Gather up every line from the entries below that uses the word "true".

*** Opening Given records ***

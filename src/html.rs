use std::fmt::Write as _;

use html_escape::{encode_double_quoted_attribute, encode_text};

use crate::block::{Block, ListItem, Span};
use crate::inline;
use crate::math::{MathMode, MathRenderer};

/// Format one line straight to HTML markup.
pub fn format_inline(line: &str, math: &dyn MathRenderer) -> String {
    let mut out = String::new();
    spans_to_html(&inline::format(line, math), &mut out);
    out
}

/// Convert blocks to an HTML fragment
pub fn blocks_to_html(blocks: &[Block], math: &dyn MathRenderer, out: &mut String) {
    for block in blocks {
        match block {
            Block::Paragraph { text } if text.is_empty() => {
                out.push_str("<div class=\"spacer\"></div>\n");
            }
            Block::Paragraph { text } => wrap_line("p", text, math, out),
            // The sheet title is the page's only <h1>
            Block::Heading1 { text } => wrap_line("h2", text, math, out),
            Block::Heading2 { text } => wrap_line("h3", text, math, out),
            Block::Quote { text } => wrap_line("blockquote", text, math, out),
            Block::Rule => out.push_str("<hr>\n"),
            Block::List { items } => list_to_html(items, math, out),
        }
    }
}

fn wrap_line(tag: &str, text: &str, math: &dyn MathRenderer, out: &mut String) {
    let _ = write!(out, "<{tag}>");
    spans_to_html(&inline::format(text, math), out);
    let _ = writeln!(out, "</{tag}>");
}

fn list_to_html(items: &[ListItem], math: &dyn MathRenderer, out: &mut String) {
    if items.iter().all(|item| item.checked.is_some()) {
        out.push_str("<ul class=\"checklist\">\n");
    } else {
        out.push_str("<ul>\n");
    }

    for item in items {
        out.push_str("<li>");
        match item.checked {
            Some(true) => out.push_str("<input type=\"checkbox\" disabled checked> "),
            Some(false) => out.push_str("<input type=\"checkbox\" disabled> "),
            None => {}
        }
        spans_to_html(&inline::format(&item.text, math), out);
        out.push_str("</li>\n");
    }

    out.push_str("</ul>\n");
}

pub fn spans_to_html(spans: &[Span], out: &mut String) {
    for span in spans {
        span_to_html(span, out);
    }
}

fn span_to_html(span: &Span, out: &mut String) {
    match span {
        Span::Text(text) | Span::Unrendered(text) => out.push_str(&encode_text(text)),
        Span::Strong(inner) => {
            out.push_str("<strong>");
            spans_to_html(inner, out);
            out.push_str("</strong>");
        }
        Span::Emphasis(inner) => {
            out.push_str("<em>");
            spans_to_html(inner, out);
            out.push_str("</em>");
        }
        // Renderer output is trusted markup
        Span::Math {
            mode: MathMode::Inline,
            markup,
        } => {
            let _ = write!(out, "<span class=\"math-inline\">{markup}</span>");
        }
        // Styled as a block, but a span so it may sit inside <p>, <li> and headings
        Span::Math {
            mode: MathMode::Display,
            markup,
        } => {
            let _ = write!(out, "<span class=\"math-display\">{markup}</span>");
        }
    }
}

/// Escape a value for use inside a double-quoted attribute.
pub(crate) fn attribute(value: &str) -> String {
    encode_double_quoted_attribute(value).into_owned()
}
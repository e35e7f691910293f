use std::fs;
use std::path::PathBuf;

use anyhow::Context;
use clap::{Parser, ValueEnum};

use studysheet::{Config, Sheet, Template, sheet};

#[derive(Clone, Copy, ValueEnum)]
enum Format {
    /// Standalone A4 HTML page, math typeset by KaTeX in the browser
    Html,
    /// A4 Typst document, compile with `typst compile`
    Typst,
    /// Parsed blocks of each section
    Json,
}

impl Format {
    fn extension(self) -> &'static str {
        match self {
            Format::Html => "html",
            Format::Typst => "typ",
            Format::Json => "json",
        }
    }
}

#[derive(Parser)]
#[command(name = "studysheet")]
#[command(about = "Turn study notes into print-ready A4 sheets")]
struct Cli {
    /// Sheet file (.toml or .json) or plain notes
    input: PathBuf,

    /// Output file (defaults to input name with the format's extension)
    #[arg(short, long)]
    output: Option<PathBuf>,

    /// Output format
    #[arg(short, long, value_enum, default_value_t = Format::Html)]
    format: Format,

    /// Config file
    #[arg(short, long, default_value = "studysheet.toml")]
    config: PathBuf,

    /// Override the sheet's template (one-column, two-column, cornell, qa)
    #[arg(long)]
    template: Option<Template>,

    /// Override the sheet's title
    #[arg(long)]
    title: Option<String>,
}

fn main() -> anyhow::Result<()> {
    env_logger::init();
    let cli = Cli::parse();

    let config = Config::load(&cli.config)?;
    let mut sheet = Sheet::load(&cli.input)?;
    if let Some(template) = cli.template {
        sheet.template = template;
    }
    if let Some(title) = cli.title {
        sheet.title = title;
    }

    let rendered = match cli.format {
        Format::Html => sheet::render_html(&sheet, &config),
        Format::Typst => sheet::render_typst(&sheet, &config),
        Format::Json => serde_json::to_string_pretty(&sheet.parse_sections())
            .context("failed to serialize blocks")?,
    };

    let output = cli
        .output
        .unwrap_or_else(|| cli.input.with_extension(cli.format.extension()));

    // A .json sheet rendered as json would replace itself
    anyhow::ensure!(
        output != cli.input,
        "output {} would overwrite the input, pass --output",
        output.display()
    );

    fs::write(&output, rendered)
        .with_context(|| format!("failed to write {}", output.display()))?;
    log::info!("rendered {} sheet {:?}", sheet.template, sheet.title);

    println!("Created {}", output.display());
    Ok(())
}
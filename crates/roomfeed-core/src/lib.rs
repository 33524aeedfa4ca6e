//! roomfeed core: types, collaborator traits and errors
//!
//! This crate defines the abstractions the change-feed projection engine
//! is built on:
//! - Change source: push-based, ordered batches of document changes
//! - Document store: CRUD whose writes may be rejected by server rules
//! - Auth provider: current identity plus a persistent auth-state watch
//! - Entity: anything a projection can hold, keyed by document id
//!
//! Nothing here performs I/O; backends live in their own crates.

pub mod config;
pub mod error;
pub mod observe;
pub mod traits;
pub mod types;

pub use config::SubscriptionConfig;
pub use error::{FeedError, Result};
pub use traits::{
    decode_document, AuthProvider, AuthUser, ChangeFeed, ChangeSource, DocumentStore, Entity,
};
pub use types::{
    ChangeBatch, ChangeEvent, ChangeKind, CollectionPath, Direction, Document, Fields, OrderBy,
    Query, RawChange, Record,
};
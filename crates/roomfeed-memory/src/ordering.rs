//! Ordering of documents for ordered queries.

use crate::rules::parse_timestamp;
use chrono::{DateTime, Utc};
use roomfeed_core::{Direction, Document, OrderBy};
use serde_json::Value;
use std::cmp::Ordering;

/// Compare two field values.
///
/// Values are ranked by type first: missing, null, bools, numbers,
/// timestamps, other strings, arrays, objects. Within a rank, bools and
/// numbers compare by value, timestamps chronologically and strings
/// lexically; arrays and objects compare equal, so the stable sort keeps
/// them in insertion order.
pub fn compare_values(a: Option<&Value>, b: Option<&Value>) -> Ordering {
    match (a, b) {
        (None, None) => Ordering::Equal,
        (None, Some(_)) => Ordering::Less,
        (Some(_), None) => Ordering::Greater,
        (Some(a), Some(b)) => compare_present(a, b),
    }
}

#[derive(Debug)]
enum Rank<'a> {
    Null,
    Bool(bool),
    Number(f64),
    Timestamp(DateTime<Utc>),
    Text(&'a str),
    Array,
    Object,
}

impl<'a> Rank<'a> {
    fn of(value: &'a Value) -> Self {
        match value {
            Value::Null => Rank::Null,
            Value::Bool(b) => Rank::Bool(*b),
            Value::Number(n) => Rank::Number(n.as_f64().unwrap_or(0.0)),
            Value::String(s) => match parse_timestamp(value) {
                Some(ts) => Rank::Timestamp(ts),
                None => Rank::Text(s),
            },
            Value::Array(_) => Rank::Array,
            Value::Object(_) => Rank::Object,
        }
    }

    fn position(&self) -> u8 {
        match self {
            Rank::Null => 0,
            Rank::Bool(_) => 1,
            Rank::Number(_) => 2,
            Rank::Timestamp(_) => 3,
            Rank::Text(_) => 4,
            Rank::Array => 5,
            Rank::Object => 6,
        }
    }
}

fn compare_present(a: &Value, b: &Value) -> Ordering {
    let (a, b) = (Rank::of(a), Rank::of(b));
    match (&a, &b) {
        (Rank::Bool(x), Rank::Bool(y)) => x.cmp(y),
        (Rank::Number(x), Rank::Number(y)) => x.total_cmp(y),
        (Rank::Timestamp(x), Rank::Timestamp(y)) => x.cmp(y),
        (Rank::Text(x), Rank::Text(y)) => x.cmp(y),
        _ => a.position().cmp(&b.position()),
    }
}

/// Stable sort of documents by an order clause.
pub fn sort_documents(docs: &mut [Document], order: &OrderBy) {
    docs.sort_by(|a, b| {
        let ord = compare_values(a.get(&order.field), b.get(&order.field));
        match order.direction {
            Direction::Ascending => ord,
            Direction::Descending => ord.reverse(),
        }
    });
}

#[cfg(test)]
mod tests {
    use super::*;

    fn doc(id: &str, created_at: &str) -> Document {
        Document::new(id).with_field("createdAt", created_at)
    }

    #[test]
    fn test_timestamps_sort_chronologically() {
        // Lexical order would put the +09:00 value last
        let mut docs = vec![
            doc("late", "2020-05-07T10:00:00Z"),
            doc("early", "2020-05-07T16:00:00+09:00"),
            doc("middle", "2020-05-07T08:00:00Z"),
        ];
        let order = OrderBy {
            field: "createdAt".into(),
            direction: Direction::Ascending,
        };
        sort_documents(&mut docs, &order);
        let ids: Vec<&str> = docs.iter().map(|d| d.id.as_str()).collect();
        assert_eq!(ids, vec!["early", "middle", "late"]);
    }

    #[test]
    fn test_descending_and_missing() {
        let mut docs = vec![
            doc("a", "2020-01-01T00:00:00Z"),
            Document::new("none"),
            doc("b", "2021-01-01T00:00:00Z"),
        ];
        let order = OrderBy {
            field: "createdAt".into(),
            direction: Direction::Descending,
        };
        sort_documents(&mut docs, &order);
        let ids: Vec<&str> = docs.iter().map(|d| d.id.as_str()).collect();
        assert_eq!(ids, vec!["b", "a", "none"]);
    }

    #[test]
    fn test_numbers() {
        assert_eq!(
            compare_values(Some(&Value::from(2)), Some(&Value::from(10))),
            Ordering::Less
        );
    }

    #[test]
    fn test_mixed_types_rank_before_value() {
        let values = [
            Some(Value::from("beta")),
            Some(Value::from(3)),
            Some(Value::from("2020-05-07T07:43:40Z")),
            Some(Value::from(true)),
            Some(Value::from(1.5)),
            None,
            Some(Value::from("alpha")),
            Some(Value::Null),
        ];
        let mut docs: Vec<Document> = values
            .iter()
            .enumerate()
            .map(|(i, value)| match value {
                Some(value) => Document::new(i.to_string()).with_field("createdAt", value.clone()),
                None => Document::new(i.to_string()),
            })
            .collect();
        let order = OrderBy {
            field: "createdAt".into(),
            direction: Direction::Ascending,
        };
        sort_documents(&mut docs, &order);
        let ids: Vec<&str> = docs.iter().map(|d| d.id.as_str()).collect();
        assert_eq!(ids, vec!["5", "7", "3", "4", "1", "2", "6", "0"]);
    }

    #[test]
    fn test_mixed_snapshot_is_fully_sorted() {
        let mut docs: Vec<Document> = (0..200u64)
            .map(|i| {
                let value = match i % 3 {
                    0 => Value::from((i * 37) % 101),
                    1 => Value::from(format!("room-{:03}", (i * 53) % 211)),
                    _ => Value::from(format!("2020-05-{:02}T07:43:40Z", 1 + (i * 7) % 28)),
                };
                Document::new(i.to_string()).with_field("createdAt", value)
            })
            .collect();
        let order = OrderBy {
            field: "createdAt".into(),
            direction: Direction::Ascending,
        };
        sort_documents(&mut docs, &order);

        for pair in docs.windows(2) {
            let ord = compare_values(pair[0].get("createdAt"), pair[1].get("createdAt"));
            assert_ne!(ord, Ordering::Greater, "{:?} before {:?}", pair[0], pair[1]);
        }
        let numbers: Vec<f64> = docs
            .iter()
            .filter_map(|d| d.get("createdAt").and_then(Value::as_f64))
            .collect();
        assert!(numbers.windows(2).all(|w| w[0] <= w[1]));
    }
}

*** Closing Given records ***

**Answer to this problem**
            Some(true) => out.push_str("<input type=\"checkbox\" disabled checked> "),
            Some(Value::from(true)),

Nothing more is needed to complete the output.